Reputation: 3943
I am busy making a web application, which needs to process a lot of erorrs and stuff so i made a jquery ui dialog box. Which shows these errors. The errors are retrieved by database. for example:
when my username/password is incorrect when i try to log in i get redirected to
http://domain.com/?do=login&e=login-incorrect
the application then know he has to search for the login-incorrect error in the database and show that to the user. Now this all goes very well. Except that when for some reason the user would reload this particular page he wel get the error message again while he doesnt need to get it.

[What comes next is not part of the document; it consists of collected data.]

/*
 * @Author       : 老董
 * @Date         : 2024-03-17
 * @Description  : 训练、测试与分类
 *
 * 每轮：打乱训练集 → 按mini-batch切分（最后一批可能较短）→ 各工作线程并行反向传播 →
 * 串行合并梯度并更新权重 → 用测试权重在测试集上评估。
 * 测试集上预测正确的个数严格提高时保存一次网络；连续`give_up_after`轮没有提高则提前停止；
 * 本轮训练代价与上一轮之比超过`learning_rate_decay_point`时，学习率乘以`1 - learning_rate_decay`。
 */

use std::fs::File;
use std::io::{BufWriter, Write};
use std::path::{Path, PathBuf};
use std::time::{Duration, Instant, SystemTime, UNIX_EPOCH};

use rand::seq::SliceRandom;
use tracing::{info, warn};

use super::Network;
use crate::data::{Image, ImageSet};
use crate::nn::NetworkError;
use crate::nn::layer::TraitLayer;
use crate::nn::worker::WorkerPool;
use crate::tensor::Tensor;

/// 训练过程中汇报剩余样本数的时间间隔
const PROGRESS_INTERVAL: Duration = Duration::from_secs(120);

/// 让第一轮之后不会触发学习率衰减的初始“上一轮代价”
const INITIAL_PREVIOUS_COST: f64 = 1e6;

/// 一次训练的选项
#[derive(Debug, Clone, PartialEq)]
pub struct TrainingOptions {
    /// 本次训练的轮数（网络已训练过时在已有轮数的基础上追加）
    pub epochs: u32,
    /// 连续多少轮测试准确率没有提高就提前停止
    pub give_up_after: u32,
    pub mini_batch_size: usize,
    /// 学习率衰减比例，0表示不衰减
    pub learning_rate_decay: f64,
    /// 触发学习率衰减的代价比（本轮/上一轮）阈值
    pub learning_rate_decay_point: f64,
    /// 统计表与检查点的保存目录，`None`表示不写任何文件
    pub save_dir: Option<PathBuf>,
}

impl TrainingOptions {
    pub fn new(epochs: u32, mini_batch_size: usize) -> Self {
        Self {
            epochs,
            give_up_after: u32::MAX,
            mini_batch_size,
            learning_rate_decay: 0.0,
            learning_rate_decay_point: 0.0,
            save_dir: None,
        }
    }

    pub fn give_up_after(mut self, epochs: u32) -> Self {
        self.give_up_after = epochs;
        self
    }

    pub fn learning_rate_decay(mut self, decay: f64, decay_point: f64) -> Self {
        self.learning_rate_decay = decay;
        self.learning_rate_decay_point = decay_point;
        self
    }

    pub fn save_dir(mut self, dir: impl Into<PathBuf>) -> Self {
        self.save_dir = Some(dir.into());
        self
    }

    fn validate(&self) -> Result<(), NetworkError> {
        if self.mini_batch_size == 0 {
            return Err(NetworkError::InvalidParameter(
                "mini-batch大小须≥1".to_string(),
            ));
        }
        if !(0.0..1.0).contains(&self.learning_rate_decay) {
            return Err(NetworkError::InvalidParameter(format!(
                "学习率衰减须在[0, 1)内，当前为{}",
                self.learning_rate_decay
            )));
        }
        Ok(())
    }
}

/// 一次训练的结果
#[derive(Debug, Clone, PartialEq)]
pub struct TrainingSummary {
    /// 测试准确率最高的一轮（全局轮次，从1开始；一轮都没有提高时为训练开始前的轮数）
    pub best_epoch: u32,
    pub best_correct: usize,
    /// 本次实际训练的轮数
    pub epochs_run: u32,
    pub final_learning_rate: f64,
    /// 每轮的平均训练代价
    pub training_costs: Vec<f64>,
    /// 统计表路径（没有指定保存目录时为`None`）
    pub stats_file: Option<PathBuf>,
}

impl Network {
    /// 在`image_set`的训练集上训练，每轮结束后在测试集上评估
    pub fn train(
        &mut self,
        image_set: &ImageSet,
        options: &TrainingOptions,
    ) -> Result<TrainingSummary, NetworkError> {
        options.validate()?;
        if self.layers.is_empty() {
            return Err(NetworkError::EmptyNetwork);
        }
        self.check_image_shape(image_set)?;
        let (training_size, test_size) = (image_set.training.len(), image_set.test.len());
        if self.thread_count > training_size || self.thread_count > test_size {
            return Err(NetworkError::ThreadCount {
                threads: self.thread_count,
                training: training_size,
                test: test_size,
            });
        }

        info!("在{}上训练{}轮", image_set.name, options.epochs);
        let target_epochs = self.epochs_trained.saturating_add(options.epochs);
        if self.epochs_trained > 0 {
            info!("网络此前已训练{}轮", self.epochs_trained);
        }
        if options.give_up_after < options.epochs {
            info!("连续{}轮准确率没有提高时停止训练", options.give_up_after);
        }
        info!(
            "线程数: {}, 学习率: {}, 学习率衰减: {}, 权重衰减: {}",
            self.thread_count, self.learning_rate, options.learning_rate_decay, self.weight_decay
        );
        info!("网络结构:\n{}", self.description());

        let file_name_base = options
            .save_dir
            .as_deref()
            .map(|dir| file_name_base(dir, &self.name));
        let stats_file = file_name_base.as_deref().map(|base| with_suffix(base, ".csv"));
        let mut stats = match &stats_file {
            Some(path) => Some(self.create_stats_file(path, image_set, options)?),
            None => None,
        };

        self.initialize_weights();
        let mut pool = WorkerPool::new(&self.layers, self.thread_count, &mut self.rng)?;
        let mut training_data: Vec<&Image> = image_set.training.iter().collect();

        let mut weight_decay_multiplier = 1.0 - self.weight_decay * self.learning_rate;
        let mut previous_cost = INITIAL_PREVIOUS_COST;
        let mut best_correct = 0;
        let mut best_epoch = self.epochs_trained;
        let mut training_costs = Vec::new();

        while self.epochs_trained < target_epochs {
            let training_start = Instant::now();
            training_data.shuffle(&mut self.rng);
            let training_cost = self.train_for_one_epoch(
                &mut pool,
                &training_data,
                &image_set.targets,
                options.mini_batch_size,
                weight_decay_multiplier,
            );
            training_costs.push(training_cost);
            info!(
                "第{}轮训练完成，用时{}ms，平均训练代价: {training_cost}",
                self.epochs_trained,
                training_start.elapsed().as_millis()
            );

            let testing_start = Instant::now();
            let (correct, total_cost) = pool.evaluate_accuracy(
                &self.layers,
                self.cost_function,
                &image_set.test,
                &image_set.targets,
            );
            let testing_cost = total_cost / test_size as f64;
            info!(
                "测试完成，用时{}ms，正确{correct}/{test_size}，平均测试代价: {testing_cost}",
                testing_start.elapsed().as_millis()
            );
            if let Some(writer) = stats.as_mut() {
                writeln!(
                    writer,
                    "{},{training_cost},{testing_cost},{correct}",
                    self.epochs_trained
                )?;
                writer.flush()?;
            }

            if correct > best_correct {
                best_correct = correct;
                best_epoch = self.epochs_trained;
                if let Some(base) = &file_name_base {
                    let checkpoint = with_suffix(base, &format!("_{}.fish", self.epochs_trained));
                    // 保存失败不影响继续训练
                    if let Err(e) = self.save(&checkpoint) {
                        warn!("保存{}失败: {e}", checkpoint.display());
                    }
                }
            } else if self.epochs_trained - best_epoch >= options.give_up_after {
                info!(
                    "连续{}轮准确率没有提高，停止训练",
                    options.give_up_after
                );
                break;
            }

            if options.learning_rate_decay != 0.0
                && training_cost / previous_cost > options.learning_rate_decay_point
            {
                self.learning_rate *= 1.0 - options.learning_rate_decay;
                weight_decay_multiplier = 1.0 - self.weight_decay * self.learning_rate;
                info!("学习率降为{}", self.learning_rate);
            }
            previous_cost = training_cost;
        }

        if let Some(mut writer) = stats {
            writeln!(writer)?;
            let predictions = pool.classify(&self.layers, &image_set.test);
            self.write_classification_statistics(image_set, &predictions, &mut writer)?;
            writer.flush()?;
        }

        Ok(TrainingSummary {
            best_epoch,
            best_correct,
            epochs_run: training_costs.len() as u32,
            final_learning_rate: self.learning_rate,
            training_costs,
            stats_file,
        })
    }

    /// 用测试权重在`images`上评估，返回`(预测正确的个数, 平均代价)`
    pub fn evaluate(
        &mut self,
        images: &[Image],
        targets: &[Tensor],
    ) -> Result<(usize, f64), NetworkError> {
        self.check_batch_size(images.len())?;
        let mut pool = WorkerPool::new(&self.layers, self.thread_count, &mut self.rng)?;
        let (correct, total_cost) =
            pool.evaluate_accuracy(&self.layers, self.cost_function, images, targets);
        Ok((correct, total_cost / images.len() as f64))
    }

    /// 用测试权重给出每张图像的预测类别
    pub fn classify(&mut self, images: &[Image]) -> Result<Vec<usize>, NetworkError> {
        self.check_batch_size(images.len())?;
        let mut pool = WorkerPool::new(&self.layers, self.thread_count, &mut self.rng)?;
        Ok(pool.classify(&self.layers, images))
    }

    /// 训练一轮，返回平均训练代价
    fn train_for_one_epoch(
        &mut self,
        pool: &mut WorkerPool,
        training_data: &[&Image],
        targets: &[Tensor],
        mini_batch_size: usize,
        weight_decay_multiplier: f64,
    ) -> f64 {
        pool.reset_statistics();
        let mut remaining = training_data.len();
        let mut last_report = Instant::now();

        for batch in training_data.chunks(mini_batch_size) {
            let active = pool.train_mini_batch(&self.layers, self.cost_function, batch, targets);
            let scalar = self.learning_rate / batch.len() as f64;
            for (li, layer) in self.layers.iter_mut().enumerate() {
                let Some(params) = layer.parameters_mut() else {
                    continue;
                };
                if weight_decay_multiplier != 1.0 {
                    params.decay_weights(weight_decay_multiplier);
                }
                for worker in pool.active_workers(active) {
                    if let Some(gradients) = &worker.gradients()[li] {
                        params.update_weights_and_biases(
                            &gradients.weights,
                            &gradients.biases,
                            scalar,
                        );
                    }
                }
            }

            remaining -= batch.len();
            if remaining > 0 && last_report.elapsed() >= PROGRESS_INTERVAL {
                info!("本轮还剩{remaining}个训练样本");
                last_report = Instant::now();
            }
        }

        self.epochs_trained += 1;
        pool.total_training_cost() / training_data.len() as f64
    }

    fn check_image_shape(&self, image_set: &ImageSet) -> Result<(), NetworkError> {
        let (channels, rows, columns) = (image_set.channels, image_set.rows, image_set.columns);
        let shape = self.input_shape;
        if (shape.planes, shape.rows, shape.columns) != (channels, rows, columns) {
            return Err(NetworkError::InvalidParameter(format!(
                "数据集{}的图像为{channels}x{rows}x{columns}，但网络的输入为{shape}",
                image_set.name
            )));
        }
        if self.layers.last().map(|l| l.output_shape().size()) != Some(image_set.categories.len())
        {
            return Err(NetworkError::InvalidOutputLayer(format!(
                "数据集{}有{}个类别，与输出层的神经元个数不一致",
                image_set.name,
                image_set.categories.len()
            )));
        }
        Ok(())
    }

    fn check_batch_size(&self, image_count: usize) -> Result<(), NetworkError> {
        if self.layers.is_empty() {
            return Err(NetworkError::EmptyNetwork);
        }
        if self.thread_count > image_count {
            return Err(NetworkError::ThreadCount {
                threads: self.thread_count,
                training: image_count,
                test: image_count,
            });
        }
        Ok(())
    }

    /// 统计表的开头：数据集与超参数、网络结构、每轮统计的表头
    fn create_stats_file(
        &self,
        path: &Path,
        image_set: &ImageSet,
        options: &TrainingOptions,
    ) -> Result<BufWriter<File>, NetworkError> {
        let file = File::create(path).map_err(|e| {
            NetworkError::Format(format!("无法创建统计文件{}: {e}", path.display()))
        })?;
        let mut writer = BufWriter::new(file);
        writeln!(writer, "Dataset,{}", image_set.name)?;
        writeln!(writer, "Learning rate,{}", self.learning_rate)?;
        if options.learning_rate_decay != 0.0 {
            writeln!(writer, "Learning rate decay,{}", options.learning_rate_decay)?;
            writeln!(
                writer,
                "Learning rate decay point,{}",
                options.learning_rate_decay_point
            )?;
        }
        if self.weight_decay != 0.0 {
            writeln!(writer, "Weight decay,{}", self.weight_decay)?;
        }
        writeln!(writer, "Minibatch size,{}", options.mini_batch_size)?;
        writeln!(writer)?;
        self.write_architecture(&mut writer)?;
        writeln!(writer)?;
        writeln!(writer, "Epoch,Training Loss,Testing Loss,Accuracy")?;
        Ok(writer)
    }
}

/// `<目录>/<网络名>_<unix秒>`，统计表与检查点共用这一前缀
fn file_name_base(dir: &Path, name: &str) -> PathBuf {
    let seconds = SystemTime::now()
        .duration_since(UNIX_EPOCH)
        .map_or(0, |d| d.as_secs());
    dir.join(format!("{name}_{seconds}"))
}

/// 在前缀后直接拼接后缀（网络名里可能有`.`，不能用`with_extension`）
fn with_suffix(base: &Path, suffix: &str) -> PathBuf {
    let mut file_name = base.as_os_str().to_os_string();
    file_name.push(suffix);
    PathBuf::from(file_name)
}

so my plan is to bind some kind of function to the close
event of the dialog box and redirect the user to the same page bug without the e parameter in the URL. How could i achieve this. I tried all sorts of stuff. But could not get it to work.
What i tried:
bassicly tried getting all possible parameters and stitching those together except for the e parameter. like so:
$ERROR = $_GET['e'];
$DO = $_GET['do'];
$P = $_GET['p'];
$C = $_GET['c'];
$T = $_GET['t'];
$ACTION = $_GET['action'];
// URL WITHOUT ERRORS
$needP = "";
$needACTION = "";
$needDO = "";
if($P != ""){
$needP = "p=".$P."&";
}
if($DO != ""){
$needDO = "do=".$DO."&";
}
if($ACTION != ""){
$needACTION = "action=".$ACTION."";
}
$NOERRORURL = $BASEURL."?".$needP.$needDO.$needACTION;
But it does not work and its ugly
Upvotes: 17
Views: 40607
Reputation: 71
urlObject = new URL(url);
urlObject.searchParams.delete('myParameter');
The Url Object has a searchParams attribute which has the function delete. This will remove myParameter from the urlObject. If you want to access your url again, just:
url = urlObject.href;
Further:
https://developer.mozilla.org/en-US/docs/Web/API/URLSearchParams/delete https://developer.mozilla.org/de/docs/Web/API/URL/searchParams
Upvotes: 4
Reputation: 27770
One way to do it:
location.search = location.search.replace(/&e=[^&;]*/,'');
That will reload the page like you mention, without the 'e' parameter
However, a much better approach is to use a hash instead, like this: http://domain.com/?do=login#login-incorrect
. Then you can check for the hash when the page loads, and open your error dialog if the login-incorrect
hash is found:
if (location.hash.indexOf('login-incorrect') != -1) {
// Open your jQuery UI dialog here
}
And if they close the dialog, you can simply clear the hash without having to refresh the page:
$('.closeErrorDialog').click(function(){
location.hash = '';
});
If you are going to have a lot of these, I recommend Ben Alman's jQuery hashchange event or the more full-featured BBQ plugin which make your life a lot easier when you are working with hashes.
Upvotes: 4
Reputation: 6623
location.href=location.href.replace(/&?e=([^&]$|[^&]*)/i, "");
This will remove all instances of the e parameter from the query string and refresh the page.